I’d watched him hug Trista more than once when she was caught in her own head. It seemed to be exactly what she needed each time.

I just wanted to find out if maybe he could have that effect on me, too. The way he’d felt when he hugged me outside of that school had my mind wandering in several directions.

That made it easier to accept.

Call it a science experiment.

Inexplicable tears came right back to my eyes when his arms crushed me against him and he kissed the top of my head.

“You don’t ever need to come up with an excuse if you just want me to hold you, angel.”

He was so sure of himself. So calm. So in control.

It radiated from him with so much force that it felt like if I just stayed there, he might crush every ounce of the nerve-wracking worry about what needed to happen next.

And that led me right to wondering what he might be able to do about the demons behind me.

CHAPTER FOURTEEN

utah

We’d been back in Indiana for almost a week.
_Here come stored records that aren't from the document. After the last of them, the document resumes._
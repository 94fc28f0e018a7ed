//! Dual-panel IV charts written as SVG.
//!
//! The left panel shows the scaled current on a linear axis, the right one on
//! a logarithmic axis. Only strictly positive samples can sit on the log axis;
//! the curve there is broken wherever the current drops to zero or below.

use std::fs;
use std::path::{Path, PathBuf};

use plotters::coord::Shift;
use plotters::prelude::*;
use serde::{Deserialize, Serialize};
use tracing::info;

use crate::errors::{IvError, Result};
use crate::reader::IvSeries;
use crate::scale::ScaledSeries;

/// Color cycle used for curves, first entry first.
pub const DEFAULT_PALETTE: [(&str, &str); 20] = [
    ("steel_blue", "#1F77B4"),
    ("light_steel_blue", "#AEC7E8"),
    ("orange", "#FF7F0E"),
    ("light_orange", "#FFBB78"),
    ("forest_green", "#2CA02C"),
    ("light_green", "#98DF8A"),
    ("firebrick_red", "#D62728"),
    ("soft_red", "#FF9896"),
    ("lavender", "#9467BD"),
    ("light_lavender", "#C5B0D5"),
    ("brown", "#8C564B"),
    ("tan", "#C49C94"),
    ("orchid", "#E377C2"),
    ("light_orchid", "#F7B6D2"),
    ("gray", "#7F7F7F"),
    ("light_gray", "#C7C7C7"),
    ("yellow_green", "#BCBD22"),
    ("light_yellow_green", "#DBDB8D"),
    ("turquoise", "#17BECF"),
    ("light_turquoise", "#9EDAE5"),
];

/// Fraction of the data span added on each side of a linear axis.
const AXIS_MARGIN: f64 = 0.05;

#[derive(Debug, Clone, PartialEq, Serialize, Deserialize)]
pub struct ChartStyle {
    #[serde(default = "default_width")]
    pub width: u32,
    #[serde(default = "default_height")]
    pub height: u32,
    #[serde(default = "default_font_family")]
    pub font_family: String,
    #[serde(default = "default_font_size")]
    pub font_size: u32,
    #[serde(default = "default_line_width")]
    pub line_width: u32,
    #[serde(default = "default_palette")]
    pub palette: Vec<String>,
    #[serde(default = "default_bias_label")]
    pub bias_label: String,
    #[serde(default = "default_current_label")]
    pub current_label: String,
    #[serde(default = "default_current_unit")]
    pub current_unit: String,
}

fn default_width() -> u32 {
    800
}
fn default_height() -> u32 {
    400
}
fn default_font_family() -> String {
    "serif".to_string()
}
fn default_font_size() -> u32 {
    13
}
fn default_line_width() -> u32 {
    2
}
fn default_palette() -> Vec<String> {
    DEFAULT_PALETTE.iter().map(|(_, hex)| hex.to_string()).collect()
}
fn default_bias_label() -> String {
    "Bias (V)".to_string()
}
fn default_current_label() -> String {
    "Current".to_string()
}
fn default_current_unit() -> String {
    "A".to_string()
}

impl Default for ChartStyle {
    fn default() -> Self {
        Self {
            width: default_width(),
            height: default_height(),
            font_family: default_font_family(),
            font_size: default_font_size(),
            line_width: default_line_width(),
            palette: default_palette(),
            bias_label: default_bias_label(),
            current_label: default_current_label(),
            current_unit: default_current_unit(),
        }
    }
}

impl ChartStyle {
    pub fn line_color(&self) -> Result<RGBColor> {
        let hex = self
            .palette
            .first()
            .map(String::as_str)
            .unwrap_or(DEFAULT_PALETTE[0].1);
        parse_hex_color(hex)
            .ok_or_else(|| IvError::Render(format!("invalid palette color: {:?}", hex)))
    }

    /// Y axis description, e.g. `Current (µA)`.
    pub fn current_axis_label(&self, prefix: &str) -> String {
        format!("{} ({}{})", self.current_label, prefix, self.current_unit)
    }
}

pub fn parse_hex_color(hex: &str) -> Option<RGBColor> {
    let digits = hex.trim().strip_prefix('#')?;
    if digits.len() != 6 || !digits.is_ascii() {
        return None;
    }
    let channel = |i: usize| u8::from_str_radix(&digits[i..i + 2], 16).ok();
    Some(RGBColor(channel(0)?, channel(2)?, channel(4)?))
}

pub trait ChartRenderer {
    /// Draws one sweep and returns the path of the written figure.
    fn render(&self, name: &str, series: &IvSeries, scaled: &ScaledSeries) -> Result<PathBuf>;
}

fn render_err<E: std::fmt::Display>(e: E) -> IvError {
    IvError::Render(e.to_string())
}

/// Min and max over finite values, widened so a flat series still has a span.
fn padded_range(values: &[f64]) -> (f64, f64) {
    let (lo, hi) = values
        .iter()
        .copied()
        .filter(|v| v.is_finite())
        .fold((f64::INFINITY, f64::NEG_INFINITY), |(lo, hi), v| {
            (lo.min(v), hi.max(v))
        });
    if lo > hi {
        return (0.0, 1.0);
    }
    if lo == hi {
        let pad = if lo == 0.0 { 1.0 } else { lo.abs() * AXIS_MARGIN };
        return (lo - pad, hi + pad);
    }
    let pad = (hi - lo) * AXIS_MARGIN;
    (lo - pad, hi + pad)
}

/// Bounds for a log axis over the strictly positive values.
fn log_range(values: &[f64]) -> (f64, f64) {
    let (lo, hi) = values
        .iter()
        .copied()
        .filter(|v| v.is_finite() && *v > 0.0)
        .fold((f64::INFINITY, f64::NEG_INFINITY), |(lo, hi), v| {
            (lo.min(v), hi.max(v))
        });
    if lo > hi {
        return (0.1, 10.0);
    }
    if lo == hi {
        return (lo / 10.0, hi * 10.0);
    }
    let pad = (hi / lo).powf(AXIS_MARGIN);
    (lo / pad, hi * pad)
}

/// Splits the curve into runs of strictly positive current.
fn positive_segments(bias: &[f64], current: &[f64]) -> Vec<Vec<(f64, f64)>> {
    let mut segments = Vec::new();
    let mut run: Vec<(f64, f64)> = Vec::new();
    for (&x, &y) in bias.iter().zip(current) {
        if y > 0.0 && y.is_finite() {
            run.push((x, y));
        } else if !run.is_empty() {
            segments.push(std::mem::take(&mut run));
        }
    }
    if !run.is_empty() {
        segments.push(run);
    }
    segments
}

pub struct SvgChartRenderer {
    output_dir: PathBuf,
    style: ChartStyle,
}

impl SvgChartRenderer {
    pub fn new(output_dir: impl Into<PathBuf>, style: ChartStyle) -> Self {
        Self {
            output_dir: output_dir.into(),
            style,
        }
    }

    /// `<output_dir>/<stem>.svg` for an input file name.
    pub fn output_path(&self, name: &str) -> PathBuf {
        let stem = Path::new(name)
            .file_stem()
            .and_then(|s| s.to_str())
            .unwrap_or(name);
        self.output_dir.join(format!("{}.svg", stem))
    }

    fn draw_linear<DB: DrawingBackend>(
        &self,
        area: &DrawingArea<DB, Shift>,
        bias: &[f64],
        current: &[f64],
        y_desc: &str,
        line: ShapeStyle,
    ) -> Result<()> {
        let (x0, x1) = padded_range(bias);
        let (y0, y1) = padded_range(current);
        let font = (self.style.font_family.as_str(), self.style.font_size);
        let mut chart = ChartBuilder::on(area)
            .margin(10)
            .x_label_area_size(40)
            .y_label_area_size(60)
            .build_cartesian_2d(x0..x1, y0..y1)
            .map_err(render_err)?;
        chart
            .configure_mesh()
            .disable_x_mesh()
            .disable_y_mesh()
            .x_desc(self.style.bias_label.as_str())
            .y_desc(y_desc)
            .axis_desc_style(font)
            .label_style(font)
            .draw()
            .map_err(render_err)?;
        chart
            .draw_series(LineSeries::new(
                bias.iter().copied().zip(current.iter().copied()),
                line,
            ))
            .map_err(render_err)?;
        Ok(())
    }

    fn draw_log<DB: DrawingBackend>(
        &self,
        area: &DrawingArea<DB, Shift>,
        bias: &[f64],
        current: &[f64],
        line: ShapeStyle,
    ) -> Result<()> {
        let (x0, x1) = padded_range(bias);
        let (y0, y1) = log_range(current);
        let font = (self.style.font_family.as_str(), self.style.font_size);
        let mut chart = ChartBuilder::on(area)
            .margin(10)
            .x_label_area_size(40)
            .y_label_area_size(60)
            .build_cartesian_2d(x0..x1, (y0..y1).log_scale())
            .map_err(render_err)?;
        chart
            .configure_mesh()
            .disable_x_mesh()
            .disable_y_mesh()
            .x_desc(self.style.bias_label.as_str())
            .axis_desc_style(font)
            .label_style(font)
            .draw()
            .map_err(render_err)?;
        for segment in positive_segments(bias, current) {
            chart
                .draw_series(LineSeries::new(segment, line))
                .map_err(render_err)?;
        }
        Ok(())
    }
}

impl ChartRenderer for SvgChartRenderer {
    fn render(&self, name: &str, series: &IvSeries, scaled: &ScaledSeries) -> Result<PathBuf> {
        if series.len() != scaled.values.len() {
            return Err(IvError::Render(format!(
                "{} bias samples but {} scaled current samples",
                series.len(),
                scaled.values.len()
            )));
        }
        fs::create_dir_all(&self.output_dir)?;
        let path = self.output_path(name);
        let line = self.style.line_color()?.stroke_width(self.style.line_width);
        let y_desc = self.style.current_axis_label(scaled.label());

        {
            let root = SVGBackend::new(&path, (self.style.width, self.style.height))
                .into_drawing_area();
            root.fill(&WHITE).map_err(render_err)?;
            let (linear, log) = root.split_horizontally(self.style.width / 2);
            self.draw_linear(&linear, series.bias(), &scaled.values, &y_desc, line)?;
            self.draw_log(&log, series.bias(), &scaled.values, line)?;
            root.present().map_err(render_err)?;
        }

        info!(path = %path.display(), prefix = scaled.label(), "saved figure");
        Ok(path)
    }
}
And I hated every second of it.

Some part of me already decided to believe that I’d gained ground on the Memphis front, but we went right back to simply co-existing once we were back in the house with Indy. I was starting to wonder if maybe I’d imagined all of those little moments that felt like they were adding up to something. She hadn’t sought me out even once since we’d made it back. She was back to spending all her time with Indy or staring at her computer.

The trafficking side of the Evans organization consumed every piece of her. I listened in on some of their conversations, but I didn’t possess even half the knowledge that those two had when it came to hacking, or code writing, or Internet creeping in general. I paid way closer attention when they talked about the other teams that they’d planned to send me out after soon.
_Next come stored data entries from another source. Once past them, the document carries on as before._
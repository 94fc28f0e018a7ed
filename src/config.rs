use serde::{Deserialize, Serialize};
use std::fs;
use std::path::{Path, PathBuf};

use crate::errors::{IvError, Result};
use crate::render::ChartStyle;

fn default_config_path() -> PathBuf {
    if let Ok(p) = std::env::var("IVPLOT_CONFIG") {
        return PathBuf::from(p);
    }
    if let Ok(home) = std::env::var("HOME") {
        return PathBuf::from(home).join(".config/ivplot/config.toml");
    }
    PathBuf::from(".ivplot/config.toml")
}

#[derive(Debug, Clone, PartialEq, Serialize, Deserialize)]
pub struct IvPlotConfig {
    #[serde(default = "default_data_root")]
    pub data_root: PathBuf,
    #[serde(default = "default_output_dir")]
    pub output_dir: PathBuf,
    /// Rejected answers tolerated per prompt; unbounded when absent.
    #[serde(default)]
    pub max_attempts: Option<u32>,
    #[serde(default)]
    pub chart: ChartStyle,
}

fn default_data_root() -> PathBuf {
    PathBuf::from("data")
}
fn default_output_dir() -> PathBuf {
    PathBuf::from("figures")
}

impl Default for IvPlotConfig {
    fn default() -> Self {
        Self {
            data_root: default_data_root(),
            output_dir: default_output_dir(),
            max_attempts: None,
            chart: ChartStyle::default(),
        }
    }
}

impl IvPlotConfig {
    pub fn path() -> PathBuf {
        default_config_path()
    }

    pub fn load_from_path(path: &Path) -> Result<Self> {
        let s = fs::read_to_string(path).map_err(|e| IvError::config(path, e))?;
        toml::from_str(&s).map_err(|e| IvError::config(path, e))
    }

    /// Loads from `path` if it exists, otherwise returns defaults. A file that
    /// exists but does not parse is still an error.
    pub fn load_or_default(path: &Path) -> Result<Self> {
        if path.exists() {
            Self::load_from_path(path)
        } else {
            Ok(Self::default())
        }
    }

    pub fn save_to_path(&self, path: &Path) -> Result<()> {
        if let Some(parent) = path.parent() {
            fs::create_dir_all(parent).map_err(|e| IvError::config(path, e))?;
        }
        let s = toml::to_string_pretty(self).map_err(|e| IvError::config(path, e))?;
        fs::write(path, s).map_err(|e| IvError::config(path, e))
    }
}
impl<R: BufRead, W: Write> ConsolePrompter<R, W> {
    pub fn new(input: R, output: W, data_root: impl Into<PathBuf>) -> Self {
        Self {
            input,
            output,
            data_root: data_root.into(),
            max_attempts: None,
        }
    }

    pub fn with_max_attempts(mut self, max_attempts: Option<u32>) -> Self {
        self.max_attempts = max_attempts.filter(|&n| n > 0);
        self
    }

    pub fn into_output(self) -> W {
        self.output
    }

    fn say(&mut self, text: impl AsRef<str>) -> Result<()> {
        writeln!(self.output, "{}", text.as_ref())?;
        Ok(())
    }

    fn ask(&mut self, prompt: &str) -> Result<String> {
        write!(self.output, "{}", prompt)?;
        self.output.flush()?;
        let mut line = String::new();
        if self.input.read_line(&mut line)? == 0 {
            self.say("")?;
            return Err(IvError::Cancelled);
        }
        Ok(line.trim().to_string())
    }

    fn retry<T, F>(&mut self, mut attempt: F) -> Result<T>
    where
        F: FnMut(&mut Self) -> Result<Option<T>>,
    {
        let mut rejected = 0u32;
        loop {
            if let Some(value) = attempt(self)? {
                return Ok(value);
            }
            rejected += 1;
            if self.max_attempts.map_or(false, |max| rejected >= max) {
                warn!(rejected, "giving up after repeated invalid answers");
                return Err(IvError::Cancelled);
            }
        }
    }

    fn list_numbered(&mut self, items: &[String]) -> Result<()> {
        for (idx, item) in items.iter().enumerate() {
            writeln!(self.output, "{}: {}", idx, item)?;
        }
        Ok(())
    }

    fn ask_custom_directory(&mut self, prompt: &str) -> Result<Option<PathBuf>> {
        let answer = self.ask(prompt)?;
        let path = PathBuf::from(&answer);
        if !answer.is_empty() && path.is_dir() {
            self.say(format!("You chose the directory: {}", path.display()))?;
            Ok(Some(path))
        } else {
            self.say("Invalid directory path. Please try again.")?;
            Ok(None)
        }
    }

    /// Gathers indices one at a time until `stop`. Each entry is its own
    /// prompt, so the attempt bound resets after every accepted file.
    fn collect_files(&mut self, files: &[String]) -> Result<Vec<String>> {
        self.say("Enter file number to plot one by one. Type 'stop' to stop.")?;
        self.list_numbered(files)?;
        let mut selected: Vec<String> = Vec::new();
        loop {
            let entry = self.retry(|p| {
                let choice = p.ask("Enter the number of your choice: ")?;
                if choice.eq_ignore_ascii_case("stop") {
                    if selected.is_empty() {
                        p.say("No files selected yet. Please choose at least one file.")?;
                        return Ok(None);
                    }
                    return Ok(Some(None));
                }
                match parse_index(&choice, files.len()) {
                    Some(i) => Ok(Some(Some(i))),
                    None => {
                        p.say("File not found. Please enter a valid file number.")?;
                        Ok(None)
                    }
                }
            })?;
            match entry {
                Some(i) => selected.push(files[i].clone()),
                None => return Ok(selected),
            }
        }
    }
}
I couldn’t imagine any of it going over well. Executioners were paranoid in naturebecauseof their nature. They were used to being difficult to find because regular people weren’t supposed to be able to find them. They operated under the pretense that they wouldn’t have to encounter other Executioners. So, realizing that another Executioner had gone out of his way to locate them, meet them, and then try to sway them to turn against the organization that paid them beautifully was a shitty situation just waiting to implode. We hadn’t even started on that part of this undertaking, and I was nearly certain that it was going to fail. I was decent enough at interacting with people and it took quite a bit to get me worked up, but these encounters were going to be a battle from the very moment that the other Executioners realized that I was also an Executioner.

“Is there a backup plan in the event that none of these other teams will want anything to do with this?” I asked the tech twins, who were busy going over the list of who I might try to recruit first. Both of them stopped to glare at me.

“These are all people who’ve had their regular lives taken from them against their will,” Memphis said shortly. “They’re going to join us. It probably won’t happen right away. The Executioners won’t listen, won’t want any part of it. But they will eventually bring it up to their Judges and the Judges won’t be able to resist looking into it. They’ll start digging into their own pasts just like I did. They’ll find things that really can’t be ignored, then they’ll come back to us.”

“What about the ones who don’t, angel?” I asked. “The ones who lean harder into the organization. The ones who go tattle about what we’re trying to do.”

“I don’t think it’ll go that way. This is an entire organization of people who operate on paranoia. All you have to do is plant that tiny seed of doubt. It’ll work.”

The alarm on her phone went off to effectively end that conversation. Keeping New Jersey at bay was always the top priority in her world, and it was time for her to text him to say that she was still alive.

“Ask him for a tit pic from Triss,” Indy said.

“Gross. And no.”

“I just want to rile him up,” Indy said. “It’s been a minute.”

I dropped my elbows down to the countertop to plant my face in my hands.

I was supposed to be starting this shit tomorrow, and none of it felt like it was going to go very smoothly. All while one Judge didn’t understand the first thing about boundaries, and the other had so many walls erected that there was barely a human visible from this side of them.

“You guys are going to get me killed,” I mumbled.